_What to produce_
Please find all lines containing "ToSchema" in the listing below and copy them.

_Record extracts_
use crate::domain::model::FieldMap;
use crate::error::ServiceError;
use crate::transport::http::types::ApiResponse;
use axum::extract::rejection::JsonRejection;
use axum::http::StatusCode;
use axum::Json;
use serde_json::Value as JsonValue;

pub type HandlerError = (StatusCode, Json<ApiResponse>);

pub fn json_422(err: JsonRejection, expected: &str) -> HandlerError {
    (
        StatusCode::UNPROCESSABLE_ENTITY,
        Json(ApiResponse::fail(format!(
            "Invalid JSON body: {} (expected: {})",
            err, expected
        ))),
    )
}

/// Path ids must be positive integers.
pub fn parse_id(raw: &str) -> Result<i64, HandlerError> {
    match raw.trim().parse::<i64>() {
        Ok(id) if id > 0 => Ok(id),
        _ => Err((
            StatusCode::BAD_REQUEST,
            Json(ApiResponse::fail(format!("Invalid id '{}'", raw))),
        )),
    }
}

/// Unwraps a visit body. Non-objects are unprocessable; an empty object is a
/// bad request and never reaches the service.
pub fn visit_body(body: Result<Json<JsonValue>, JsonRejection>) -> Result<FieldMap, HandlerError> {
    const EXPECTED: &str = "{\"name\", \"professional\", \"visitDate\", \"category\", \"notes\"}";
    let Json(value) = body.map_err(|e| json_422(e, EXPECTED))?;
    match value {
        JsonValue::Object(fields) if fields.is_empty() => Err((
            StatusCode::BAD_REQUEST,
            Json(ApiResponse::fail("Request body is empty")),
        )),
        JsonValue::Object(fields) => Ok(fields),
        _ => Err((
            StatusCode::UNPROCESSABLE_ENTITY,
            Json(ApiResponse::fail(format!(
                "Invalid JSON body: expected an object {}",
                EXPECTED
            ))),
        )),
    }
}

pub fn not_found(id: i64) -> HandlerError {
    (
        StatusCode::NOT_FOUND,
        Json(ApiResponse::fail(format!("Visit {} not found", id))),
    )
}

/// Validation failures become 400 with every violated rule in
/// `data.errors`; store failures become 500.
pub fn service_error(err: ServiceError, production: bool) -> HandlerError {
    match err {
        ServiceError::Validation(v) => {
            tracing::warn!(errors = ?v.errors, "request failed validation");
            (
                StatusCode::BAD_REQUEST,
                Json(ApiResponse {
                    success: false,
                    data: Some(serde_json::json!({ "errors": v.errors })),
                    error: Some("Validation failed".to_string()),
                }),
            )
        }
        ServiceError::Store(e) => {
            let message = if production {
                "Internal server error".to_string()
            } else {
                format!("Internal server error: {}", e)
            };
            (StatusCode::INTERNAL_SERVER_ERROR, Json(ApiResponse::fail(message)))
        }
    }
}

#[cfg(test)]
mod tests {
    use super::*;
    use crate::error::{StoreError, ValidationError};

    #[test]
    fn ids_must_be_positive_integers() {
        assert_eq!(parse_id("42").unwrap(), 42);
        for bad in ["0", "-3", "abc", "1.5", ""] {
            assert_eq!(parse_id(bad).unwrap_err().0, StatusCode::BAD_REQUEST, "{}", bad);
        }
    }

    #[test]
    fn empty_object_is_a_bad_request() {
        let err = visit_body(Ok(Json(serde_json::json!({})))).unwrap_err();
        assert_eq!(err.0, StatusCode::BAD_REQUEST);
        let err = visit_body(Ok(Json(serde_json::json!([1, 2])))).unwrap_err();
        assert_eq!(err.0, StatusCode::UNPROCESSABLE_ENTITY);
    }

    #[test]
    fn production_hides_store_detail() {
        let err = || ServiceError::Store(StoreError::Unavailable("disk on fire".to_string()));
        let (status, Json(body)) = service_error(err(), true);
        assert_eq!(status, StatusCode::INTERNAL_SERVER_ERROR);
        assert_eq!(body.error.as_deref(), Some("Internal server error"));

        let (_, Json(body)) = service_error(err(), false);
        assert!(body.error.unwrap().contains("disk on fire"));
    }

    #[test]
    fn validation_errors_are_listed() {
        let err = ServiceError::Validation(ValidationError::new(vec![
            "a".to_string(),
            "b".to_string(),
        ]));
        let (status, Json(body)) = service_error(err, false);
        assert_eq!(status, StatusCode::BAD_REQUEST);
        assert_eq!(body.data.unwrap()["errors"], serde_json::json!(["a", "b"]));
    }
}
pub mod model;
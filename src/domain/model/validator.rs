//! Pure field predicates for visit records.
//!
//! None of these functions panic or return errors; they answer yes/no. The
//! aggregated [`ValidationReport`] is what callers use to report problems.

use crate::domain::model::Category;
use chrono::{DateTime, Datelike, NaiveDate, NaiveDateTime, Utc};
use serde::Serialize;

pub const NAME_MIN_CHARS: usize = 2;

/// Four-digit years only, so ISO text sorts chronologically in every store.
pub const MIN_YEAR: i32 = 1;
pub const MAX_YEAR: i32 = 9999;

pub const NAME_RULE: &str = "name must be at least 2 characters";
pub const PROFESSIONAL_RULE: &str = "professional must be at least 2 characters";
pub const DATE_RULE: &str = "visitDate must be a valid date";
pub const CATEGORY_RULE: &str =
    "category must be one of: Psychological, Pedagogical, SocialAssistance";

pub fn is_valid_name(value: &str) -> bool {
    value.trim().chars().count() >= NAME_MIN_CHARS
}

pub fn is_valid_date(value: &str) -> bool {
    parse_visit_date(value).is_some()
}

pub fn is_valid_category(value: &str) -> bool {
    Category::parse(value).is_some()
}

/// Resolves a caller-supplied date to a calendar day.
///
/// Timestamps with an offset are converted to UTC first, so
/// `2025-01-15T23:30:00-03:00` lands on 2025-01-16.
pub fn parse_visit_date(value: &str) -> Option<NaiveDate> {
    parse_calendar_date(value.trim()).filter(|d| (MIN_YEAR..=MAX_YEAR).contains(&d.year()))
}

fn parse_calendar_date(value: &str) -> Option<NaiveDate> {
    if value.is_empty() {
        return None;
    }
    if let Ok(d) = NaiveDate::parse_from_str(value, "%Y-%m-%d") {
        return Some(d);
    }
    if let Ok(dt) = DateTime::parse_from_rfc3339(value) {
        return Some(dt.with_timezone(&Utc).date_naive());
    }
    for fmt in ["%Y-%m-%dT%H:%M:%S%.f", "%Y-%m-%d %H:%M:%S%.f"] {
        if let Ok(dt) = NaiveDateTime::parse_from_str(value, fmt) {
            return Some(dt.date());
        }
    }
    None
}

/// Outcome of checking every rule on a record.
#[derive(Debug, Clone, PartialEq, Eq, Serialize)]
pub struct ValidationReport {
    pub valid: bool,
    pub errors: Vec<String>,
}

impl ValidationReport {
    pub fn from_errors(errors: Vec<String>) -> Self {
        Self {
            valid: errors.is_empty(),
            errors,
        }
    }
}

/// Checks all four rules, in field order, collecting every failure.
pub fn validate_fields(
    name: &str,
    professional: &str,
    visit_date: Option<&str>,
    category: Option<&str>,
) -> ValidationReport {
    let mut errors = Vec::new();
    if !is_valid_name(name) {
        errors.push(NAME_RULE.to_string());
    }
    if !is_valid_name(professional) {
        errors.push(PROFESSIONAL_RULE.to_string());
    }
    if !visit_date.map(is_valid_date).unwrap_or(false) {
        errors.push(DATE_RULE.to_string());
    }
    if !category.map(is_valid_category).unwrap_or(false) {
        errors.push(CATEGORY_RULE.to_string());
    }
    ValidationReport::from_errors(errors)
}
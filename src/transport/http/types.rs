use crate::app::VisitService;
use crate::domain::model::Category;
use crate::storage::OrderDirection;
use serde::{Deserialize, Serialize};
use serde_json::Value as JsonValue;
use utoipa::{IntoParams, ToSchema};

#[derive(Clone)]
pub struct AppState {
    pub visits: VisitService,
    /// Hides internal error detail from 500 responses.
    pub production: bool,
}

#[derive(Serialize, Deserialize, Debug, ToSchema)]
pub struct ApiResponse {
    pub success: bool,
    #[serde(skip_serializing_if = "Option::is_none")]
    #[schema(value_type = Object)]
    pub data: Option<JsonValue>,
    #[serde(skip_serializing_if = "Option::is_none")]
    pub error: Option<String>,
}

impl ApiResponse {
    pub fn ok(data: JsonValue) -> Self {
        Self {
            success: true,
            data: Some(data),
            error: None,
        }
    }

    pub fn fail(error: impl Into<String>) -> Self {
        Self {
            success: false,
            data: None,
            error: Some(error.into()),
        }
    }
}

/// Query string accepted by `GET /api/visits`.
#[derive(Deserialize, Debug, Default, IntoParams)]
#[into_params(parameter_in = Query)]
pub struct ListQuery {
    /// `asc` or `desc` by visit date. Anything else means `desc`.
    #[serde(default)]
    #[param(example = "desc")]
    pub order: Option<String>,
    /// Restrict to one category (canonical name or label).
    #[serde(default)]
    pub category: Option<String>,
}

impl ListQuery {
    pub fn direction(&self) -> OrderDirection {
        match self.order.as_deref().map(str::trim) {
            Some(o) if o.eq_ignore_ascii_case("asc") => OrderDirection::Asc,
            _ => OrderDirection::Desc,
        }
    }
}

/// Body of `POST /api/visits` and `PUT /api/visits/{id}`.
///
/// Documentation only: handlers take the raw JSON object so that aliases and
/// missing fields reach validation instead of failing deserialization.
#[derive(Deserialize, Serialize, Debug, ToSchema)]
#[serde(rename_all = "camelCase")]
pub struct VisitInput {
    #[schema(example = "Maria Silva")]
    pub name: String,
    #[schema(example = "Dr. João Santos")]
    pub professional: String,
    #[schema(example = "2025-01-15")]
    pub visit_date: String,
    pub category: Category,
    #[serde(default)]
    pub notes: Option<String>,
}
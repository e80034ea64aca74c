//! The Visit Service.
//!
//! Sits between the HTTP layer and the configured [`VisitStore`]. It is
//! responsible for:
//! 1.  Re-validating every write through [`VisitDraft`] before the store is
//!     touched, so only complete, normalized records are persisted.
//! 2.  Translating store results (`StoreRows`) into records, `Option`s and
//!     booleans for callers.
//! 3.  Logging store failures with full detail.

use crate::domain::model::validator::CATEGORY_RULE;
use crate::domain::model::{
    Category, CategoryCounts, FieldMap, VisitDraft, VisitRecord, VisitStatistics,
};
use crate::error::{ServiceResult, StoreError, ValidationError};
use crate::storage::{OrderDirection, VisitStore};
use serde_json::Value as JsonValue;
use std::sync::Arc;

/// Stateless orchestration over an injected store.
#[derive(Clone)]
pub struct VisitService {
    store: Arc<dyn VisitStore>,
}

fn logged(operation: &'static str) -> impl Fn(StoreError) -> StoreError {
    move |e| {
        tracing::error!(operation, error = %e, detail = ?e, "visit store failure");
        e
    }
}

impl VisitService {
    pub fn new(store: Arc<dyn VisitStore>) -> Self {
        Self { store }
    }

    pub fn store(&self) -> &Arc<dyn VisitStore> {
        &self.store
    }

    pub async fn create(&self, input: &FieldMap) -> ServiceResult<VisitRecord> {
        let visit = VisitDraft::from_fields(input).build().map_err(|e| {
            tracing::warn!(errors = ?e.errors, "rejected visit create");
            e
        })?;

        let rows = self.store.insert(&visit).await.map_err(logged("insert"))?;
        let record = rows
            .into_first()
            .ok_or_else(|| StoreError::Decode("insert returned no row".to_string()))
            .map_err(logged("insert"))?;
        tracing::info!(id = record.id, category = %record.category, "visit created");
        Ok(record)
    }

    /// Full replace of an existing visit. Unknown ids return `Ok(None)`
    /// before any validation happens.
    pub async fn update(&self, id: i64, input: &FieldMap) -> ServiceResult<Option<VisitRecord>> {
        let existing = self.store.find_by_id(id).await.map_err(logged("find_by_id"))?;
        if existing.is_empty() {
            tracing::debug!(id, "update skipped, visit not found");
            return Ok(None);
        }

        let visit = VisitDraft::from_fields(input)
            .with_id(id)
            .build()
            .map_err(|e| {
                tracing::warn!(id, errors = ?e.errors, "rejected visit update");
                e
            })?;

        let updated = self
            .store
            .update(id, &visit)
            .await
            .map_err(logged("update"))?
            .into_first();
        if updated.is_some() {
            tracing::info!(id, "visit updated");
        }
        Ok(updated)
    }

    pub async fn remove(&self, id: i64) -> ServiceResult<bool> {
        let rows = self.store.remove(id).await.map_err(logged("remove"))?;
        let removed = rows.row_count > 0;
        if removed {
            tracing::info!(id, "visit removed");
        }
        Ok(removed)
    }

    /// All visits, most recent visit date first.
    pub async fn list_all(&self) -> ServiceResult<Vec<VisitRecord>> {
        self.list_ordered(OrderDirection::Desc).await
    }

    pub async fn list_ordered(&self, direction: OrderDirection) -> ServiceResult<Vec<VisitRecord>> {
        let rows = self
            .store
            .list_all(direction)
            .await
            .map_err(logged("list_all"))?;
        tracing::debug!(count = rows.row_count, "listed visits");
        Ok(rows.rows)
    }

    /// Visits of one category in the given date order. The category goes
    /// through the same membership rule as writes.
    pub async fn list_by_category(
        &self,
        category: &str,
        direction: OrderDirection,
    ) -> ServiceResult<Vec<VisitRecord>> {
        let category =
            Category::parse(category).ok_or_else(|| ValidationError::single(CATEGORY_RULE))?;
        let rows = self
            .store
            .list_by_category(category, direction)
            .await
            .map_err(logged("list_by_category"))?;
        Ok(rows.rows)
    }

    pub async fn find_by_id(&self, id: i64) -> ServiceResult<Option<VisitRecord>> {
        let rows = self
            .store
            .find_by_id(id)
            .await
            .map_err(logged("find_by_id"))?;
        Ok(rows.into_first())
    }

    pub async fn statistics(&self) -> ServiceResult<VisitStatistics> {
        let counts: CategoryCounts = self
            .store
            .aggregate_by_category()
            .await
            .map_err(logged("aggregate_by_category"))?;
        Ok(VisitStatistics::from(counts))
    }

    /// Inserts the sample visits when the store is empty. Returns how many
    /// were written.
    pub async fn seed_if_empty(&self, samples: &[JsonValue]) -> ServiceResult<usize> {
        if self.statistics().await?.total > 0 {
            return Ok(0);
        }
        let mut written = 0;
        for sample in samples {
            if let Some(fields) = sample.as_object() {
                self.create(fields).await?;
                written += 1;
            }
        }
        tracing::info!(written, "seeded sample visits");
        Ok(written)
    }

    pub async fn ping(&self) -> ServiceResult<()> {
        self.store.ping().await.map_err(logged("ping")).map_err(Into::into)
    }
}

#[cfg(test)]
mod tests {
    use super::*;
    use crate::domain::model::sample_visits;
    use crate::domain::model::validator::NAME_RULE;
    use crate::error::ServiceError;
    use crate::storage::{MemoryVisitStore, SqliteVisitStore};
    use serde_json::json;

    fn fields(value: JsonValue) -> FieldMap {
        value.as_object().cloned().unwrap()
    }

    fn maria() -> FieldMap {
        fields(json!({
            "name": "Maria Silva",
            "professional": "Dr. João",
            "visitDate": "2025-01-15",
            "category": "Psychological",
            "notes": "first visit"
        }))
    }

    fn memory_service() -> VisitService {
        VisitService::new(Arc::new(MemoryVisitStore::new()))
    }

    async fn sqlite_service() -> VisitService {
        let store = SqliteVisitStore::in_memory().await.unwrap();
        store.init_schema().await.unwrap();
        VisitService::new(Arc::new(store))
    }

    async fn create_assigns_id_and_counts_category(service: VisitService) {
        let created = service.create(&maria()).await.unwrap();
        assert!(created.id > 0);
        assert_eq!(created.notes, "first visit");

        let stats = service.statistics().await.unwrap();
        assert_eq!(stats.by_category.psychological, 1);
        assert_eq!(stats.total, 1);

        let found = service.find_by_id(created.id).await.unwrap();
        assert_eq!(found, Some(created));
    }

    #[tokio::test]
    async fn create_scenario_on_memory() {
        create_assigns_id_and_counts_category(memory_service()).await;
    }

    #[tokio::test]
    async fn create_scenario_on_sqlite() {
        create_assigns_id_and_counts_category(sqlite_service().await).await;
    }

    #[tokio::test]
    async fn short_name_is_rejected_and_nothing_is_written() {
        let service = memory_service();
        let mut input = maria();
        input.insert("name".to_string(), json!("A"));

        let err = service.create(&input).await.unwrap_err();
        match err {
            ServiceError::Validation(v) => assert!(v.errors.contains(&NAME_RULE.to_string())),
            other => panic!("expected validation error, got {:?}", other),
        }
        assert!(service.list_all().await.unwrap().is_empty());
    }

    #[tokio::test]
    async fn unknown_category_never_reaches_the_store() {
        let service = sqlite_service().await;
        let mut input = maria();
        input.insert("category".to_string(), json!("Medical"));
        assert!(service.create(&input).await.unwrap_err().is_validation());

        let created = service.create(&maria()).await.unwrap();
        let err = service.update(created.id, &input).await.unwrap_err();
        assert!(err.is_validation());
        assert_eq!(service.find_by_id(created.id).await.unwrap(), Some(created));
    }

    #[tokio::test]
    async fn update_of_missing_id_is_none_even_with_invalid_input() {
        let service = memory_service();
        service.create(&maria()).await.unwrap();

        assert_eq!(service.update(9999, &maria()).await.unwrap(), None);
        let garbage = fields(json!({ "name": "A" }));
        assert_eq!(service.update(9999, &garbage).await.unwrap(), None);
        assert_eq!(service.list_all().await.unwrap().len(), 1);
    }

    #[tokio::test]
    async fn update_revalidates_every_field() {
        let service = memory_service();
        let created = service.create(&maria()).await.unwrap();

        // A partial update is not a patch: missing fields fail validation.
        let partial = fields(json!({ "notes": "only notes" }));
        let err = service.update(created.id, &partial).await.unwrap_err();
        match err {
            ServiceError::Validation(v) => assert_eq!(v.errors.len(), 4),
            other => panic!("expected validation error, got {:?}", other),
        }

        let mut full = maria();
        full.insert("visitDate".to_string(), json!("2025-02-01T09:00:00Z"));
        full.insert("category".to_string(), json!("Pedagógico"));
        let updated = service.update(created.id, &full).await.unwrap().unwrap();
        assert_eq!(updated.visit_date.to_string(), "2025-02-01");
        assert_eq!(updated.category, Category::Pedagogical);
        assert_eq!(updated.created_at, created.created_at);
    }

    #[tokio::test]
    async fn remove_twice_returns_false_the_second_time() {
        let service = memory_service();
        let created = service.create(&maria()).await.unwrap();
        assert!(service.remove(created.id).await.unwrap());
        assert!(!service.remove(created.id).await.unwrap());
        assert_eq!(service.find_by_id(created.id).await.unwrap(), None);
    }

    #[tokio::test]
    async fn statistics_scenario_reports_zero_for_unused_categories() {
        let service = sqlite_service().await;
        for (name, category) in [
            ("Ana", "Pedagogical"),
            ("Bia", "Pedagogical"),
            ("Cris", "SocialAssistance"),
        ] {
            let mut input = maria();
            input.insert("name".to_string(), json!(name));
            input.insert("category".to_string(), json!(category));
            service.create(&input).await.unwrap();
        }
        let stats = service.statistics().await.unwrap();
        assert_eq!(
            serde_json::to_value(stats).unwrap(),
            json!({
                "total": 3,
                "byCategory": { "Psychological": 0, "Pedagogical": 2, "SocialAssistance": 1 }
            })
        );
    }

    #[tokio::test]
    async fn total_tracks_creates_and_removes() {
        let service = memory_service();
        let mut ids = Vec::new();
        for category in ["Psychological", "Pedagogical", "SocialAssistance", "Pedagogical"] {
            let mut input = maria();
            input.insert("category".to_string(), json!(category));
            ids.push(service.create(&input).await.unwrap().id);
        }
        for id in ids.iter().take(2) {
            service.remove(*id).await.unwrap();
            let stats = service.statistics().await.unwrap();
            assert_eq!(stats.total, stats.by_category.total());
        }
        assert_eq!(service.statistics().await.unwrap().total, 2);
    }

    #[tokio::test]
    async fn list_all_is_date_descending_regardless_of_insert_order() {
        let service = sqlite_service().await;
        for date in ["2025-01-10", "2025-03-05", "2024-11-30", "2025-02-14"] {
            let mut input = maria();
            input.insert("visitDate".to_string(), json!(date));
            service.create(&input).await.unwrap();
        }
        let dates: Vec<String> = service
            .list_all()
            .await
            .unwrap()
            .iter()
            .map(|r| r.visit_date.to_string())
            .collect();
        assert_eq!(dates, vec!["2025-03-05", "2025-02-14", "2025-01-10", "2024-11-30"]);
    }

    #[tokio::test]
    async fn list_by_category_filters_and_rejects_unknown_names() {
        let service = memory_service();
        service.create(&maria()).await.unwrap();
        let mut other = maria();
        other.insert("category".to_string(), json!("Pedagogical"));
        service.create(&other).await.unwrap();

        let mut early = maria();
        early.insert("visitDate".to_string(), json!("2024-06-01"));
        service.create(&early).await.unwrap();

        let psych = service
            .list_by_category("Psicológico", OrderDirection::Desc)
            .await
            .unwrap();
        assert_eq!(psych.len(), 2);
        assert!(psych.iter().all(|r| r.category == Category::Psychological));
        assert_eq!(psych[0].visit_date.to_string(), "2025-01-15");

        let psych_asc = service
            .list_by_category("Psychological", OrderDirection::Asc)
            .await
            .unwrap();
        assert_eq!(psych_asc[0].visit_date.to_string(), "2024-06-01");

        assert!(service
            .list_by_category("Medical", OrderDirection::Desc)
            .await
            .unwrap_err()
            .is_validation());
    }

    async fn listed_dates(service: &VisitService) -> Vec<String> {
        service
            .list_all()
            .await
            .unwrap()
            .iter()
            .map(|r| r.visit_date.format("%Y-%m-%d").to_string())
            .collect()
    }

    #[tokio::test]
    async fn extreme_years_are_rejected_and_boundaries_sort_alike_on_every_store() {
        let memory = memory_service();
        let sqlite = sqlite_service().await;
        for service in [&memory, &sqlite] {
            for date in ["+10000-01-01", "-0001-06-01", "0000-12-31"] {
                let mut input = maria();
                input.insert("visitDate".to_string(), json!(date));
                assert!(service.create(&input).await.unwrap_err().is_validation(), "{}", date);
            }
            for date in ["2025-01-15", "9999-12-31", "0500-01-01", "0001-01-01"] {
                let mut input = maria();
                input.insert("visitDate".to_string(), json!(date));
                service.create(&input).await.unwrap();
            }
        }

        let expected = vec!["9999-12-31", "2025-01-15", "0500-01-01", "0001-01-01"];
        assert_eq!(listed_dates(&memory).await, expected);
        assert_eq!(listed_dates(&sqlite).await, expected);
    }

    #[tokio::test]
    async fn seeding_only_fills_an_empty_store() {
        let service = memory_service();
        assert_eq!(service.seed_if_empty(&sample_visits()).await.unwrap(), 5);
        assert_eq!(service.seed_if_empty(&sample_visits()).await.unwrap(), 0);
        let stats = service.statistics().await.unwrap();
        assert_eq!(stats.total, 5);
        assert_eq!(stats.by_category.psychological, 2);
    }
}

_Output for this task_
use utoipa::{IntoParams, ToSchema};
#[derive(Serialize, Deserialize, Debug, ToSchema)]
#[derive(Deserialize, Serialize, Debug, ToSchema)]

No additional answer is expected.